Ouattara, who won a November presidential election according to U.N.-certified results, can finally begin asserting his authority over the West African country after his predecessor Laurent Gbagbo was captured Monday, ending more than four months of stand-off that descended into all-out conflict.
Gbagbo, who had refused to step down after 10 years in power, was arrested after French forces in the former colony closed in on the bunker where he had been holed up for the past week, and placed under the control of Ouattara's forces.
That has left Ouattara as the sole leader in charge of the country, although many analysts say it may not be enough to end the fighting that has bloodied the world's top cocoa grower.
"I call on my fellow countrymen to abstain from all forms of reprisal and violence," Ouattara said in a speech on his TCI television late Monday, calling for "a new era of hope."
"Our country has turned a painful page in its history," he said, urging marauding youth militias to lay down their weapons and promising to restore security to the battered nation.
Ethnic violence has festered during Ouattara's lengthy tug-of-war with Gbagbo, particularly in the west of the country, with hundreds of people killed as both sides in the conflict committed atrocities against civilians, aid groups say.
Ouattara said Gbagbo, his wife and aides who have been detained will face justice.

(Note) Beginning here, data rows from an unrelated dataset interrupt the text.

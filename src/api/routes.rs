//! API Routes
//!
//! HTTP endpoint definitions.

use axum::{
    extract::{rejection::JsonRejection, Extension, State},
    http::{HeaderMap, StatusCode},
    middleware,
    routing::{get, patch, post},
    Json, Router,
};
use rust_decimal::Decimal;
use serde::{Deserialize, Serialize};
use sqlx::PgPool;

use crate::auth::TokenService;
use crate::domain::{InvestorProfile, OperationContext};
use crate::error::AppError;
use crate::handlers::{
    AuthResult, ConvertCommand, ConvertHandler, LoginCommand, LoginHandler, ProfileHandler,
    RegisterCommand, RegisterHandler, SetProfileCommand, TransferCommand, TransferHandler,
};
use crate::state::AppState;
use crate::store::{self, TransactionRecord, TransactionView, WalletView};

use super::middleware::{auth_middleware, request_context, RequestUser};

// =========================================================================
// Request/Response types
// =========================================================================

#[derive(Debug, Serialize, Deserialize)]
pub struct RegisterRequest {
    pub email: String,
    pub password: String,
    pub name: String,
}

#[derive(Debug, Serialize, Deserialize)]
pub struct LoginRequest {
    pub email: String,
    pub password: String,
}

#[derive(Debug, Serialize, Deserialize)]
pub struct PublicUser {
    pub name: String,
    pub email: String,
}

#[derive(Debug, Serialize, Deserialize)]
pub struct AuthResponse {
    pub user: PublicUser,
    pub access_token: String,
}

impl From<AuthResult> for AuthResponse {
    fn from(result: AuthResult) -> Self {
        Self {
            user: PublicUser {
                name: result.name,
                email: result.email,
            },
            access_token: result.access_token,
        }
    }
}

#[derive(Debug, Serialize, Deserialize)]
#[serde(rename_all = "camelCase")]
pub struct ConvertRequest {
    pub op_coins: Decimal,
}

#[derive(Debug, Serialize)]
#[serde(rename_all = "camelCase")]
pub struct ConvertResponse {
    pub updated_op_coin_balance: Decimal,
    #[serde(rename = "updatedBRLCoinBalance")]
    pub updated_brl_coin_balance: Decimal,
    pub new_transaction: Vec<TransactionRecord>,
}

#[derive(Debug, Serialize, Deserialize)]
#[serde(rename_all = "camelCase")]
pub struct TransferRequest {
    /// Recipient email
    pub email: String,
    /// Coin symbol
    pub amount_coin: String,
    pub amount: Decimal,
}

#[derive(Debug, Serialize)]
#[serde(rename_all = "camelCase")]
pub struct TransferResponse {
    pub new_balance: Decimal,
    pub amount: Decimal,
    pub amount_coin: String,
    pub new_transaction: Vec<TransactionRecord>,
}

#[derive(Debug, Serialize, Deserialize)]
pub struct ProfileRequest {
    pub profile: String,
}

#[derive(Debug, Serialize)]
pub struct ProfileResponse {
    pub profile: InvestorProfile,
    #[serde(skip_serializing_if = "Option::is_none")]
    pub message: Option<String>,
}

#[derive(Debug, Serialize)]
pub struct MessageResponse {
    pub message: String,
}

// =========================================================================
// API Router
// =========================================================================

/// Create the API router.
///
/// Everything except register and login sits behind bearer token auth.
pub fn create_router(state: AppState) -> Router {
    let public = Router::new()
        .route("/auth/register", post(register))
        .route("/auth/login", post(login));

    let protected = Router::new()
        .route("/wallets", get(get_wallets))
        .route("/wallets/convert", patch(convert))
        .route("/wallets/transfer", post(transfer))
        .route("/transactions", get(get_transactions))
        .route(
            "/users/profile",
            get(get_profile)
                .post(create_profile)
                .put(update_profile)
                .delete(delete_profile),
        )
        .route_layer(middleware::from_fn_with_state(state.clone(), auth_middleware));

    public.merge(protected).with_state(state)
}

// =========================================================================
// POST /auth/register, POST /auth/login
// =========================================================================

/// Register a user with OPCOIN and BRL wallets
async fn register(
    State(pool): State<PgPool>,
    State(tokens): State<TokenService>,
    headers: HeaderMap,
    payload: Result<Json<RegisterRequest>, JsonRejection>,
) -> Result<(StatusCode, Json<AuthResponse>), AppError> {
    let Json(request) = payload?;
    let handler = RegisterHandler::new(pool, tokens);
    let command = RegisterCommand::new(&request.email, request.password, &request.name);

    let result = handler.execute(command, &request_context(&headers)).await?;

    Ok((StatusCode::CREATED, Json(result.into())))
}

/// Exchange credentials for an access token
async fn login(
    State(pool): State<PgPool>,
    State(tokens): State<TokenService>,
    headers: HeaderMap,
    payload: Result<Json<LoginRequest>, JsonRejection>,
) -> Result<(StatusCode, Json<AuthResponse>), AppError> {
    let Json(request) = payload?;
    let handler = LoginHandler::new(pool, tokens);
    let command = LoginCommand::new(&request.email, request.password);

    let result = handler.execute(command, &request_context(&headers)).await?;

    Ok((StatusCode::CREATED, Json(result.into())))
}

// =========================================================================
// Wallets
// =========================================================================

/// All wallets of the caller
async fn get_wallets(
    State(pool): State<PgPool>,
    Extension(user): Extension<RequestUser>,
) -> Result<Json<Vec<WalletView>>, AppError> {
    let wallets = store::wallets::list_for_user(&pool, user.user_id).await?;
    Ok(Json(wallets))
}

/// Convert OPCOIN into BRL
async fn convert(
    State(pool): State<PgPool>,
    Extension(user): Extension<RequestUser>,
    Extension(context): Extension<OperationContext>,
    payload: Result<Json<ConvertRequest>, JsonRejection>,
) -> Result<Json<ConvertResponse>, AppError> {
    let Json(request) = payload?;
    let handler = ConvertHandler::new(pool);
    let command = ConvertCommand::new(user.user_id, request.op_coins);

    let result = handler.execute(command, &context).await?;

    Ok(Json(ConvertResponse {
        updated_op_coin_balance: result.op_coin_balance,
        updated_brl_coin_balance: result.brl_balance,
        new_transaction: vec![result.transaction],
    }))
}

/// Send coins to another user by email
async fn transfer(
    State(pool): State<PgPool>,
    Extension(user): Extension<RequestUser>,
    Extension(context): Extension<OperationContext>,
    payload: Result<Json<TransferRequest>, JsonRejection>,
) -> Result<(StatusCode, Json<TransferResponse>), AppError> {
    let Json(request) = payload?;
    let handler = TransferHandler::new(pool);
    let command = TransferCommand::new(
        user.user_id,
        &request.email,
        &request.amount_coin,
        request.amount,
    );

    let result = handler.execute(command, &context).await?;

    Ok((
        StatusCode::CREATED,
        Json(TransferResponse {
            new_balance: result.new_balance,
            amount: result.amount,
            amount_coin: result.coin_symbol,
            new_transaction: vec![result.transaction],
        }),
    ))
}

// =========================================================================
// GET /transactions
// =========================================================================

/// The caller's ledger rows, newest first
async fn get_transactions(
    State(pool): State<PgPool>,
    Extension(user): Extension<RequestUser>,
) -> Result<Json<Vec<TransactionView>>, AppError> {
    let transactions = store::transactions::list_for_user(&pool, user.user_id).await?;
    Ok(Json(transactions))
}

// =========================================================================
// /users/profile
// =========================================================================

async fn get_profile(
    State(pool): State<PgPool>,
    Extension(user): Extension<RequestUser>,
) -> Result<Json<ProfileResponse>, AppError> {
    let record = ProfileHandler::new(pool).get(user.user_id).await?;

    Ok(Json(ProfileResponse {
        profile: record.profile,
        message: None,
    }))
}

async fn create_profile(
    State(pool): State<PgPool>,
    Extension(user): Extension<RequestUser>,
    Extension(context): Extension<OperationContext>,
    payload: Result<Json<ProfileRequest>, JsonRejection>,
) -> Result<(StatusCode, Json<ProfileResponse>), AppError> {
    let Json(request) = payload?;
    let command = SetProfileCommand::new(user.user_id, request.profile);
    let record = ProfileHandler::new(pool).create(command, &context).await?;

    Ok((
        StatusCode::CREATED,
        Json(ProfileResponse {
            profile: record.profile,
            message: Some("Profile created".to_string()),
        }),
    ))
}

async fn update_profile(
    State(pool): State<PgPool>,
    Extension(user): Extension<RequestUser>,
    Extension(context): Extension<OperationContext>,
    payload: Result<Json<ProfileRequest>, JsonRejection>,
) -> Result<Json<ProfileResponse>, AppError> {
    let Json(request) = payload?;
    let command = SetProfileCommand::new(user.user_id, request.profile);
    let record = ProfileHandler::new(pool).update(command, &context).await?;

    Ok(Json(ProfileResponse {
        profile: record.profile,
        message: Some("Profile updated".to_string()),
    }))
}

async fn delete_profile(
    State(pool): State<PgPool>,
    Extension(user): Extension<RequestUser>,
    Extension(context): Extension<OperationContext>,
) -> Result<Json<MessageResponse>, AppError> {
    ProfileHandler::new(pool).delete(user.user_id, &context).await?;

    Ok(Json(MessageResponse {
        message: "Profile deleted".to_string(),
    }))
}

But he also promised a South African-styled Truth and Reconciliation Commission to shed light on all crimes and human rights abuses.
U.N. Secretary General Ban Ki-moon called on Ouattara to form a national unity government to help reconcile the country's divisions, his spokesman said.

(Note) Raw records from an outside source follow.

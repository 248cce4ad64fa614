//! Request context
//!
//! Who asked for an operation and which request carried it. Handlers copy
//! these fields into every audit entry they write.

use serde::{Deserialize, Serialize};
use std::net::IpAddr;
use uuid::Uuid;

/// Caller and request metadata passed to every handler.
///
/// Built by the API middleware: the user comes from the verified bearer
/// token (absent on register and login), the correlation id from the
/// `x-request-id` header and the IP from `X-Forwarded-For`.
#[derive(Debug, Clone, Default, Serialize, Deserialize)]
pub struct OperationContext {
    /// Subject of the access token
    #[serde(skip_serializing_if = "Option::is_none")]
    pub request_user_id: Option<Uuid>,

    /// Request id echoed back in `x-request-id`
    #[serde(skip_serializing_if = "Option::is_none")]
    pub correlation_id: Option<Uuid>,

    #[serde(skip_serializing_if = "Option::is_none")]
    pub client_ip: Option<IpAddr>,
}

impl OperationContext {
    /// Empty context, for callers outside an HTTP request
    pub fn new() -> Self {
        Self::default()
    }

    /// Context for one HTTP request. A missing or unparsable request id is
    /// replaced by a fresh one so audit rows are always correlated.
    pub fn for_request(correlation_id: Option<Uuid>, client_ip: Option<IpAddr>) -> Self {
        Self {
            request_user_id: None,
            correlation_id: Some(correlation_id.unwrap_or_else(Uuid::new_v4)),
            client_ip,
        }
    }

    /// Attach the authenticated user
    pub fn with_request_user(mut self, user_id: Uuid) -> Self {
        self.request_user_id = Some(user_id);
        self
    }

    pub fn with_correlation_id(mut self, correlation_id: Uuid) -> Self {
        self.correlation_id = Some(correlation_id);
        self
    }
}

A Gbagbo aide said only negotiations with Gbagbo's camp would spare further turmoil.
"There must be negotiations, talks with Gbagbo who is the only one who can prevent Ivory Coast from plunging into violence," Pascal Affi N'Guessan, head of Gbagbo's FPI party, told Radio France International.
HUMANITARIAN CHALLENGE
An end to the standoff could pave the way for a quick resumption of cocoa exports from the world's top grower nation, and raise hopes for payments on the country's defaulted Eurobond, analysts said.
London cocoa prices were little changed early Tuesday after heavy losses since mid-March, while the Eurobond traded down slightly.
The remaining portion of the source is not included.